EXERCISE MATERIALS:
[Start of Attachment]
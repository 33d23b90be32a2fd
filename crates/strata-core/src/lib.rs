//! # Strata Core
//!
//! Data redistribution and equilibration for sparse solvers running on a
//! layered (3-D) process grid. A 3-D grid is `npdep` stacked copies of an
//! `nprow x npcol` grid; the matrix rows owned by one 2-D position are spread
//! over its depth column and must be consolidated onto layer 0 before
//! factorization.
//!
//! ## Modules
//!
//! | Module | Purpose |
//! |--------|---------|
//! | [`matrix`] | Row-distributed sparse matrix blocks |
//! | [`dense`] | Strided column-major right-hand side blocks |
//! | [`redistribute`] | Layer plans, matrix gather, rhs gather/scatter |
//! | [`scaling`] | Power-of-radix row/column equilibration |
//! | [`scalar`] | Numeric element traits and machine constants |
//!
//! Every routine that communicates is a blocking collective over a
//! [`strata_comm::Communicator`]; see that crate for the available backends.

pub mod dense;
pub mod matrix;
pub mod redistribute;
pub mod scalar;
pub mod scaling;

pub use dense::DenseBlock;
pub use matrix::{block_partition, tiles_exactly, MatrixError, RowBlockMatrix};
pub use redistribute::{
    gather_matrix, gather_rhs, gather_system, gather_system_planned, scatter_rhs,
    ContiguousRanges, LayerCounts, LayerPlan, RedistributeError,
};
pub use scalar::{RealScalar, Scalar};
pub use scaling::{equilibrate, Equilibration, ScalingError};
[End of Attachment]
WHAT IS NEEDED: Reproduce the material exactly, with every line intact.

THE ANSWER:
repository 33d23b90be32a2fd
filename crates/strata-core/src/lib.rs
//! # Strata Core
//!
//! Data redistribution and equilibration for sparse solvers running on a
//! layered (3-D) process grid. A 3-D grid is `npdep` stacked copies of an
//! `nprow x npcol` grid; the matrix rows owned by one 2-D position are spread
//! over its depth column and must be consolidated onto layer 0 before
//! factorization.
//!
//! ## Modules
//!
//! | Module | Purpose |
//! |--------|---------|
//! | [`matrix`] | Row-distributed sparse matrix blocks |
//! | [`dense`] | Strided column-major right-hand side blocks |
//! | [`redistribute`] | Layer plans, matrix gather, rhs gather/scatter |
//! | [`scaling`] | Power-of-radix row/column equilibration |
//! | [`scalar`] | Numeric element traits and machine constants |
//!
//! Every routine that communicates is a blocking collective over a
//! [`strata_comm::Communicator`]; see that crate for the available backends.

pub mod dense;
pub mod matrix;
pub mod redistribute;
pub mod scalar;
pub mod scaling;

pub use dense::DenseBlock;
pub use matrix::{block_partition, tiles_exactly, MatrixError, RowBlockMatrix};
pub use redistribute::{
    gather_matrix, gather_rhs, gather_system, gather_system_planned, scatter_rhs,
    ContiguousRanges, LayerCounts, LayerPlan, RedistributeError,
};
pub use scalar::{RealScalar, Scalar};
pub use scaling::{equilibrate, Equilibration, ScalingError};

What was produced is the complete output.